**TASK:**
Each line below that contains the word "fields" must be copied.
○ ○ ○ ○ ○
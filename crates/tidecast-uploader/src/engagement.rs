//! Engagement helpers: likes with an explicit optimistic-update pattern,
//! and best-effort view recording.

use anyhow::Result;
use tidecast_core::models::{ContentKind, EngagementCount};
use uuid::Uuid;

use crate::client::AppClient;

/// Like counter updated client-side ahead of server confirmation.
///
/// The pending delta is either confirmed with the server's authoritative
/// value or rolled back to the last confirmed one; callers cannot end up
/// displaying a count the server never acknowledged.
#[derive(Debug, Clone, Copy)]
pub struct OptimisticCounter {
    current: i64,
    confirmed: i64,
}

impl OptimisticCounter {
    pub fn new(confirmed: i64) -> Self {
        Self {
            current: confirmed,
            confirmed,
        }
    }

    pub fn value(&self) -> i64 {
        self.current
    }

    /// Apply a local delta ahead of server confirmation.
    pub fn apply(&mut self, delta: i64) {
        self.current += delta;
    }

    /// Adopt the server's authoritative value.
    pub fn confirm(&mut self, value: i64) {
        self.current = value;
        self.confirmed = value;
    }

    /// Revert to the last confirmed value.
    pub fn rollback(&mut self) {
        self.current = self.confirmed;
    }
}

#[derive(Clone, Debug)]
pub struct Engagement {
    app: AppClient,
}

impl Engagement {
    pub fn new(app: AppClient) -> Self {
        Self { app }
    }

    /// Like a record. The counter is bumped before the request goes out and
    /// rolled back if the server rejects it; the error is returned so the
    /// caller can surface it.
    pub async fn like(
        &self,
        kind: ContentKind,
        id: Uuid,
        counter: &mut OptimisticCounter,
    ) -> Result<i64> {
        counter.apply(1);
        let path = format!("/api/{}/{}/likes", kind.endpoint(), id);
        match self
            .app
            .post_json::<EngagementCount, _>(&path, &serde_json::json!({}))
            .await
        {
            Ok(count) => {
                counter.confirm(count.likes_count);
                Ok(count.likes_count)
            }
            Err(e) => {
                counter.rollback();
                Err(e)
            }
        }
    }

    /// Remove a like, with the same optimistic/rollback behavior.
    pub async fn unlike(
        &self,
        kind: ContentKind,
        id: Uuid,
        counter: &mut OptimisticCounter,
    ) -> Result<i64> {
        counter.apply(-1);
        let path = format!("/api/{}/{}/likes", kind.endpoint(), id);
        match self.app.delete(&path).await {
            Ok(()) => {
                counter.confirm(counter.value());
                Ok(counter.value())
            }
            Err(e) => {
                counter.rollback();
                Err(e)
            }
        }
    }

    /// Record a view, fire-and-forget. Failures are intentionally non-fatal
    /// and only logged.
    pub fn record_view(&self, kind: ContentKind, id: Uuid) {
        let app = self.app.clone();
        let path = format!("/api/{}/{}/views", kind.endpoint(), id);
        tokio::spawn(async move {
            if let Err(e) = app.post_no_content(&path, &serde_json::json!({})).await {
                tracing::warn!(error = %e, media_id = %id, "Failed to record view");
            }
        });
    }
}

#[cfg(test)]
mod tests {
    use super::*;

    #[test]
    fn counter_confirms_server_value() {
        let mut counter = OptimisticCounter::new(10);
        counter.apply(1);
        assert_eq!(counter.value(), 11);
        counter.confirm(12); // server may disagree with the local guess
        assert_eq!(counter.value(), 12);
    }

    #[test]
    fn counter_rolls_back_to_confirmed() {
        let mut counter = OptimisticCounter::new(10);
        counter.apply(1);
        counter.rollback();
        assert_eq!(counter.value(), 10);

        counter.apply(-1);
        assert_eq!(counter.value(), 9);
        counter.rollback();
        assert_eq!(counter.value(), 10);
    }

    #[test]
    fn rollback_after_confirm_keeps_confirmed() {
        let mut counter = OptimisticCounter::new(0);
        counter.apply(1);
        counter.confirm(1);
        counter.rollback();
        assert_eq!(counter.value(), 1);
    }
}
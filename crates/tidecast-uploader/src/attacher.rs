//! Metadata attacher: persists uploaded-asset descriptors to the
//! application's record store.
//!
//! A failure here is reported as `MetadataPersistFailed`, distinct from the
//! upload errors, so the caller can tell the user "your file uploaded but we
//! couldn't save it" instead of implying total failure.

use tidecast_core::models::{
    AuthContext, ContentKind, CreateMediaRecord, MediaRecord, SetThumbnail, UploadedAsset,
};
use tidecast_core::UploadError;
use uuid::Uuid;

use crate::client::AppClient;

/// Domain fields supplied by the caller for the new record.
#[derive(Debug, Clone)]
pub struct RecordDetails {
    pub title: String,
    pub description: Option<String>,
    pub folder: Option<String>,
}

#[derive(Clone, Debug)]
pub struct MetadataAttacher {
    app: AppClient,
}

impl MetadataAttacher {
    pub fn new(app: AppClient) -> Self {
        Self { app }
    }

    /// Create the media record for a successfully uploaded primary asset.
    #[tracing::instrument(
        skip(self, asset, details),
        fields(kind = %kind, owner_id = %auth.user_id)
    )]
    pub async fn attach_primary(
        &self,
        auth: &AuthContext,
        kind: ContentKind,
        asset: &UploadedAsset,
        details: RecordDetails,
    ) -> Result<MediaRecord, UploadError> {
        let body = CreateMediaRecord {
            title: details.title,
            description: details.description,
            owner_id: auth.user_id,
            public_id: asset.storage_id.clone(),
            url: asset.remote_url.clone(),
            resource_type: asset.resource_kind,
            format: asset.format.clone(),
            duration: asset.duration,
            folder: details.folder,
        };

        let record: MediaRecord = self
            .app
            .post_json(&format!("/api/{}", kind.endpoint()), &body)
            .await
            .map_err(|e| UploadError::MetadataPersistFailed(e.to_string()))?;

        tracing::info!(record_id = %record.id, "Media record created");
        Ok(record)
    }

    /// Set the secondary (thumbnail) asset on an existing record.
    ///
    /// Invoked only after `attach_primary` has returned a record id, and
    /// never concurrently with other writes to the same record; sequencing
    /// alone prevents lost updates.
    #[tracing::instrument(skip(self, asset), fields(kind = %kind, record_id = %record_id))]
    pub async fn attach_secondary(
        &self,
        kind: ContentKind,
        record_id: Uuid,
        asset: &UploadedAsset,
    ) -> Result<MediaRecord, UploadError> {
        let body = SetThumbnail {
            thumbnail_url: asset.remote_url.clone(),
            thumbnail_public_id: asset.storage_id.clone(),
        };

        let record: MediaRecord = self
            .app
            .put_json(&format!("/api/{}/{}", kind.endpoint(), record_id), &body)
            .await
            .map_err(|e| UploadError::MetadataPersistFailed(e.to_string()))?;

        tracing::info!("Thumbnail attached");
        Ok(record)
    }
}
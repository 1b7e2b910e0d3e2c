//! Tidecast CLI: drives the upload pipeline from a terminal.
//!
//! Set TIDECAST_SIGNER_URL, TIDECAST_API_URL, TIDECAST_TOKEN (or
//! TIDECAST_API_KEY), and TIDECAST_USER_ID (a `.env` file is honored).

use std::sync::Arc;

use anyhow::{Context, Result};
use clap::{Parser, Subcommand};
use tidecast_cli::{human_size, init_tracing};
use tidecast_uploader::{
    AppClient, Auth, AuthContext, ContentKind, Engagement, FileSource, MediaSubmission,
    OptimisticCounter, ProgressSink, PublishOutcome, Publisher, Role, UploadProgress,
    UploaderConfig,
};
use uuid::Uuid;

#[derive(Parser)]
#[command(name = "tidecast", about = "Tidecast upload pipeline CLI")]
struct Cli {
    #[command(subcommand)]
    command: Commands,
}

#[derive(Subcommand)]
enum Commands {
    /// Upload a media file and create its record
    Upload {
        /// Path to the file to upload
        file: std::path::PathBuf,
        /// Content kind: video, photo, audio, podcast
        #[arg(long)]
        kind: String,
        /// Record title
        #[arg(long)]
        title: String,
        /// Record description
        #[arg(long)]
        description: Option<String>,
        /// Optional custom thumbnail image
        #[arg(long)]
        thumbnail: Option<std::path::PathBuf>,
        /// Storage folder for the upload
        #[arg(long)]
        folder: Option<String>,
    },
    /// Show a media record
    Show {
        /// Content kind: video, photo, audio, podcast
        kind: String,
        /// Record UUID
        id: String,
    },
    /// Delete a media record
    Delete {
        /// Content kind: video, photo, audio, podcast
        kind: String,
        /// Record UUID
        id: String,
    },
    /// Like a media record
    Like {
        /// Content kind: video, photo, audio, podcast
        kind: String,
        /// Record UUID
        id: String,
    },
}

/// Renders one transfer's progress as an in-place terminal line.
struct TermProgress {
    label: &'static str,
}

impl ProgressSink for TermProgress {
    fn report(&self, progress: UploadProgress) {
        eprint!(
            "\r{}: {:>3}% [{}]",
            self.label, progress.percent, progress.phase
        );
        if progress.phase.is_terminal() {
            eprintln!();
        }
    }
}

/// Bearer token from TIDECAST_TOKEN, or X-API-Key auth from
/// TIDECAST_API_KEY for service callers.
fn api_auth() -> Result<Auth> {
    if let Ok(token) = std::env::var("TIDECAST_TOKEN") {
        return Ok(Auth::Bearer(token));
    }
    let key = std::env::var("TIDECAST_API_KEY")
        .context("Set TIDECAST_TOKEN or TIDECAST_API_KEY")?;
    Ok(Auth::XApiKey(key))
}

fn auth_context() -> Result<AuthContext> {
    let user_id = std::env::var("TIDECAST_USER_ID").context("TIDECAST_USER_ID must be set")?;
    let user_id = Uuid::parse_str(&user_id).context("TIDECAST_USER_ID must be a UUID")?;
    let role = match std::env::var("TIDECAST_ROLE")
        .unwrap_or_else(|_| "member".to_string())
        .to_lowercase()
        .as_str()
    {
        "admin" => Role::Admin,
        _ => Role::Member,
    };
    Ok(AuthContext::new(user_id, role))
}

fn parse_target(kind: &str, id: &str) -> Result<(ContentKind, Uuid)> {
    let kind: ContentKind = kind.parse()?;
    let id = Uuid::parse_str(id).context("id must be a UUID")?;
    Ok((kind, id))
}

#[tokio::main]
async fn main() -> Result<()> {
    dotenvy::dotenv().ok();
    init_tracing();

    let cli = Cli::parse();
    match cli.command {
        Commands::Upload {
            file,
            kind,
            title,
            description,
            thumbnail,
            folder,
        } => {
            let kind: ContentKind = kind.parse()?;
            let config = UploaderConfig::from_env()?;
            let publisher = Publisher::new(&config, api_auth()?)?;
            let auth = auth_context()?;

            let file = FileSource::from_path(&file)?;
            let thumbnail = match thumbnail {
                Some(path) => Some(FileSource::from_path(path)?),
                None => None,
            };

            eprintln!("Uploading {} ({})", file.filename, human_size(file.len()));
            let submission = MediaSubmission {
                kind,
                file,
                title,
                description,
                folder,
                thumbnail,
            };

            let outcome = publisher
                .publish(
                    &auth,
                    submission,
                    Arc::new(TermProgress { label: "media" }),
                    Arc::new(TermProgress { label: "thumbnail" }),
                )
                .await?;

            match outcome {
                PublishOutcome::Complete(record) => {
                    println!("Published {} ({})", record.id, record.url);
                }
                PublishOutcome::ThumbnailFailed { record, error } => {
                    println!("Published {} ({})", record.id, record.url);
                    eprintln!("Thumbnail was not attached: {}", error.client_message());
                }
            }
        }
        Commands::Show { kind, id } => {
            let (kind, id) = parse_target(&kind, &id)?;
            let app = AppClient::new(&UploaderConfig::from_env()?, api_auth()?)?;
            let record = app.get_record(kind, id).await?;
            println!("{}", serde_json::to_string_pretty(&record)?);
        }
        Commands::Delete { kind, id } => {
            let (kind, id) = parse_target(&kind, &id)?;
            let app = AppClient::new(&UploaderConfig::from_env()?, api_auth()?)?;
            app.delete_record(kind, id).await?;
            println!("Deleted {}", id);
        }
        Commands::Like { kind, id } => {
            let (kind, id) = parse_target(&kind, &id)?;
            let app = AppClient::new(&UploaderConfig::from_env()?, api_auth()?)?;
            let record = app.get_record(kind, id).await?;

            let engagement = Engagement::new(app);
            let mut counter = OptimisticCounter::new(record.likes_count);
            let count = engagement.like(kind, id, &mut counter).await?;
            println!("{} now has {} likes", record.title, count);
        }
    }

    Ok(())
}
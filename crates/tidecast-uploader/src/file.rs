//! Client-side file handle fed into the upload executor.

use std::path::Path;

use bytes::Bytes;
use tidecast_core::UploadError;

const FALLBACK_CONTENT_TYPE: &str = "application/octet-stream";

/// An in-memory file selected for upload: bytes, display name, and content
/// type. The pipeline never touches the filesystem after construction.
#[derive(Debug, Clone)]
pub struct FileSource {
    pub bytes: Bytes,
    pub filename: String,
    pub content_type: String,
}

impl FileSource {
    pub fn new(
        bytes: impl Into<Bytes>,
        filename: impl Into<String>,
        content_type: impl Into<String>,
    ) -> Self {
        Self {
            bytes: bytes.into(),
            filename: filename.into(),
            content_type: content_type.into(),
        }
    }

    /// Read a file from disk, sniffing the content type from its magic
    /// bytes. Unrecognized content falls back to `application/octet-stream`
    /// and is then subject to the executor's MIME prefix check.
    pub fn from_path(path: impl AsRef<Path>) -> Result<Self, UploadError> {
        let path = path.as_ref();
        let data = std::fs::read(path).map_err(|e| {
            UploadError::InvalidInput(format!("Failed to read {}: {}", path.display(), e))
        })?;

        let filename = path
            .file_name()
            .and_then(|n| n.to_str())
            .unwrap_or("upload.bin")
            .to_string();

        let content_type = infer::get(&data)
            .map(|kind| kind.mime_type().to_string())
            .unwrap_or_else(|| FALLBACK_CONTENT_TYPE.to_string());

        Ok(Self {
            bytes: Bytes::from(data),
            filename,
            content_type,
        })
    }

    pub fn len(&self) -> usize {
        self.bytes.len()
    }

    pub fn is_empty(&self) -> bool {
        self.bytes.is_empty()
    }
}
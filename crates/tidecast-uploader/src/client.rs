//! Shared HTTP client for the Tidecast application API.
//!
//! Minimal client with configurable auth and generic JSON helpers; the
//! metadata attacher and engagement helpers build on it. The record store
//! behind the API is an external collaborator consumed through plain
//! request/response contracts.

use anyhow::{Context, Result};
use reqwest::Client;
use serde::de::DeserializeOwned;
use tidecast_core::models::{ContentKind, MediaRecord};
use tidecast_core::UploaderConfig;
use uuid::Uuid;

/// Authentication strategy for the application API.
#[derive(Clone, Debug)]
pub enum Auth {
    /// `Authorization: Bearer {token}`
    Bearer(String),
    /// `X-API-Key: {key}`
    XApiKey(String),
}

/// HTTP client for the application API with configurable auth.
#[derive(Clone, Debug)]
pub struct AppClient {
    client: Client,
    base_url: String,
    auth: Auth,
}

impl AppClient {
    pub fn new(config: &UploaderConfig, auth: Auth) -> Result<Self> {
        let client = Client::builder()
            .timeout(config.timeout)
            .build()
            .context("Failed to create HTTP client for the application API")?;

        Ok(Self {
            client,
            base_url: config.api_base_url.clone(),
            auth,
        })
    }

    pub fn base_url(&self) -> &str {
        &self.base_url
    }

    fn build_url(&self, path: &str) -> String {
        format!("{}{}", self.base_url, path)
    }

    fn apply_auth(&self, request: reqwest::RequestBuilder) -> reqwest::RequestBuilder {
        match &self.auth {
            Auth::Bearer(token) => request.header("Authorization", format!("Bearer {}", token)),
            Auth::XApiKey(key) => request.header("X-API-Key", key.as_str()),
        }
    }

    async fn read_json<T: DeserializeOwned>(response: reqwest::Response) -> Result<T> {
        let status = response.status();
        if !status.is_success() {
            let error_text = response
                .text()
                .await
                .unwrap_or_else(|_| "Unknown error".to_string());
            return Err(anyhow::anyhow!(
                "API request failed with status {}: {}",
                status,
                error_text
            ));
        }

        response
            .json()
            .await
            .context("Failed to parse response as JSON")
    }

    /// GET request, deserializing the JSON response.
    pub async fn get<T: DeserializeOwned>(&self, path: &str) -> Result<T> {
        let request = self.apply_auth(self.client.get(self.build_url(path)));
        let response = request.send().await.context("Failed to send request")?;
        Self::read_json(response).await
    }

    /// POST JSON body and deserialize the response.
    pub async fn post_json<T: DeserializeOwned, B: serde::Serialize>(
        &self,
        path: &str,
        body: &B,
    ) -> Result<T> {
        let request = self.apply_auth(self.client.post(self.build_url(path)).json(body));
        let response = request.send().await.context("Failed to send request")?;
        Self::read_json(response).await
    }

    /// PUT JSON body and deserialize the response.
    pub async fn put_json<T: DeserializeOwned, B: serde::Serialize>(
        &self,
        path: &str,
        body: &B,
    ) -> Result<T> {
        let request = self.apply_auth(self.client.put(self.build_url(path)).json(body));
        let response = request.send().await.context("Failed to send request")?;
        Self::read_json(response).await
    }

    /// POST with no interest in the response body. Used by fire-and-forget
    /// endpoints that may reply 204.
    pub async fn post_no_content<B: serde::Serialize>(&self, path: &str, body: &B) -> Result<()> {
        let request = self.apply_auth(self.client.post(self.build_url(path)).json(body));
        let response = request.send().await.context("Failed to send request")?;

        let status = response.status();
        if !status.is_success() {
            let error_text = response
                .text()
                .await
                .unwrap_or_else(|_| "Unknown error".to_string());
            return Err(anyhow::anyhow!(
                "API request failed with status {}: {}",
                status,
                error_text
            ));
        }
        Ok(())
    }

    /// DELETE request. Returns Ok(()) on success.
    pub async fn delete(&self, path: &str) -> Result<()> {
        let request = self.apply_auth(self.client.delete(self.build_url(path)));
        let response = request.send().await.context("Failed to send request")?;

        let status = response.status();
        if !status.is_success() {
            let error_text = response
                .text()
                .await
                .unwrap_or_else(|_| "Unknown error".to_string());
            return Err(anyhow::anyhow!(
                "API request failed with status {}: {}",
                status,
                error_text
            ));
        }
        Ok(())
    }

    /// Fetch a single media record.
    pub async fn get_record(&self, kind: ContentKind, id: Uuid) -> Result<MediaRecord> {
        self.get(&format!("/api/{}/{}", kind.endpoint(), id)).await
    }

    /// Delete a media record (owner or admin action).
    pub async fn delete_record(&self, kind: ContentKind, id: Uuid) -> Result<()> {
        self.delete(&format!("/api/{}/{}", kind.endpoint(), id))
            .await
    }
}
○ ○ ○ ○ ○
**TASK OUTPUT:**
/// Domain fields supplied by the caller for the new record.
        fields(kind = %kind, owner_id = %auth.user_id)
    #[tracing::instrument(skip(self, asset), fields(kind = %kind, record_id = %record_id))]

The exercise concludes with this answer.